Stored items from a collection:
//! Sender-side sliding window bookkeeping
//!
//! ```text
//!       base             next_seq        base + size      limit
//!        │                  │                 │             │
//!  ──────┼──────────────────┼─────────────────┼─────────────┼──▶ seq space
//!  acked │ <── in flight ──▶│ <── sendable ──▶│  not yet    │
//! ```

use crate::sequence::SeqNumber;

/// Fixed-capacity send window over a finite transfer
#[derive(Debug, Clone, PartialEq, Eq)]
pub struct SendWindow {
    /// Oldest unacknowledged sequence number
    base: SeqNumber,
    /// Next sequence number to transmit
    next_seq: SeqNumber,
    /// Window capacity in packets
    size: u32,
    /// One past the last sequence number of the transfer
    limit: SeqNumber,
}

impl SendWindow {
    /// Create a window of `size` packets over a transfer of `packet_count`
    pub fn new(size: u32, packet_count: u32) -> Self {
        SendWindow {
            base: SeqNumber::ZERO,
            next_seq: SeqNumber::ZERO,
            size,
            limit: SeqNumber::new(packet_count),
        }
    }

    #[inline]
    pub fn base(&self) -> SeqNumber {
        self.base
    }

    #[inline]
    pub fn next_seq(&self) -> SeqNumber {
        self.next_seq
    }

    #[inline]
    pub fn size(&self) -> u32 {
        self.size
    }

    /// One past the final sequence number
    #[inline]
    pub fn limit(&self) -> SeqNumber {
        self.limit
    }

    /// Right edge of the window (exclusive)
    #[inline]
    pub fn end(&self) -> SeqNumber {
        self.base + self.size
    }

    /// Number of packets sent but not yet acknowledged
    pub fn in_flight(&self) -> u32 {
        self.next_seq.as_raw() - self.base.as_raw()
    }

    /// Whether the window admits another packet and data remains
    pub fn can_send(&self) -> bool {
        self.next_seq < self.end() && self.next_seq < self.limit
    }

    /// Whether `seq` has been sent and not yet slid past
    pub fn contains(&self, seq: SeqNumber) -> bool {
        seq >= self.base && seq < self.next_seq
    }

    /// Whether every packet of the transfer has been acknowledged
    pub fn is_complete(&self) -> bool {
        self.base >= self.limit
    }

    /// Claim the next sequence number for transmission
    pub fn advance_next(&mut self) -> SeqNumber {
        debug_assert!(self.can_send(), "window full or transfer exhausted");
        let seq = self.next_seq;
        self.next_seq.increment();
        seq
    }

    /// Move the left edge forward to `new_base`
    ///
    /// `new_base` may not move past `next_seq`; only transmitted packets can
    /// be acknowledged.
    pub fn slide_to(&mut self, new_base: SeqNumber) {
        debug_assert!(new_base >= self.base, "window cannot slide backwards");
        debug_assert!(new_base <= self.next_seq, "cannot acknowledge unsent data");
        self.base = new_base;
    }

    /// Reset `next_seq` to `base` so the whole window is sent again
    pub fn rewind(&mut self) {
        self.next_seq = self.base;
    }
}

#### [WHAT THE TASK REQUIRES]
Each line of the data must come back exactly as written.

#### [RESPONSE]
//! Sender-side sliding window bookkeeping
//!
//! ```text
//!       base             next_seq        base + size      limit
//!        │                  │                 │             │
//!  ──────┼──────────────────┼─────────────────┼─────────────┼──▶ seq space
//!  acked │ <── in flight ──▶│ <── sendable ──▶│  not yet    │
//! ```

use crate::sequence::SeqNumber;

/// Fixed-capacity send window over a finite transfer
#[derive(Debug, Clone, PartialEq, Eq)]
pub struct SendWindow {
    /// Oldest unacknowledged sequence number
    base: SeqNumber,
    /// Next sequence number to transmit
    next_seq: SeqNumber,
    /// Window capacity in packets
    size: u32,
    /// One past the last sequence number of the transfer
    limit: SeqNumber,
}

impl SendWindow {
    /// Create a window of `size` packets over a transfer of `packet_count`
    pub fn new(size: u32, packet_count: u32) -> Self {
        SendWindow {
            base: SeqNumber::ZERO,
            next_seq: SeqNumber::ZERO,
            size,
            limit: SeqNumber::new(packet_count),
        }
    }

    #[inline]
    pub fn base(&self) -> SeqNumber {
        self.base
    }

    #[inline]
    pub fn next_seq(&self) -> SeqNumber {
        self.next_seq
    }

    #[inline]
    pub fn size(&self) -> u32 {
        self.size
    }

    /// One past the final sequence number
    #[inline]
    pub fn limit(&self) -> SeqNumber {
        self.limit
    }

    /// Right edge of the window (exclusive)
    #[inline]
    pub fn end(&self) -> SeqNumber {
        self.base + self.size
    }

    /// Number of packets sent but not yet acknowledged
    pub fn in_flight(&self) -> u32 {
        self.next_seq.as_raw() - self.base.as_raw()
    }

    /// Whether the window admits another packet and data remains
    pub fn can_send(&self) -> bool {
        self.next_seq < self.end() && self.next_seq < self.limit
    }

    /// Whether `seq` has been sent and not yet slid past
    pub fn contains(&self, seq: SeqNumber) -> bool {
        seq >= self.base && seq < self.next_seq
    }

    /// Whether every packet of the transfer has been acknowledged
    pub fn is_complete(&self) -> bool {
        self.base >= self.limit
    }

    /// Claim the next sequence number for transmission
    pub fn advance_next(&mut self) -> SeqNumber {
        debug_assert!(self.can_send(), "window full or transfer exhausted");
        let seq = self.next_seq;
        self.next_seq.increment();
        seq
    }

    /// Move the left edge forward to `new_base`
    ///
    /// `new_base` may not move past `next_seq`; only transmitted packets can
    /// be acknowledged.
    pub fn slide_to(&mut self, new_base: SeqNumber) {
        debug_assert!(new_base >= self.base, "window cannot slide backwards");
        debug_assert!(new_base <= self.next_seq, "cannot acknowledge unsent data");
        self.base = new_base;
    }

    /// Reset `next_seq` to `base` so the whole window is sent again
    pub fn rewind(&mut self) {
        self.next_seq = self.base;
    }
}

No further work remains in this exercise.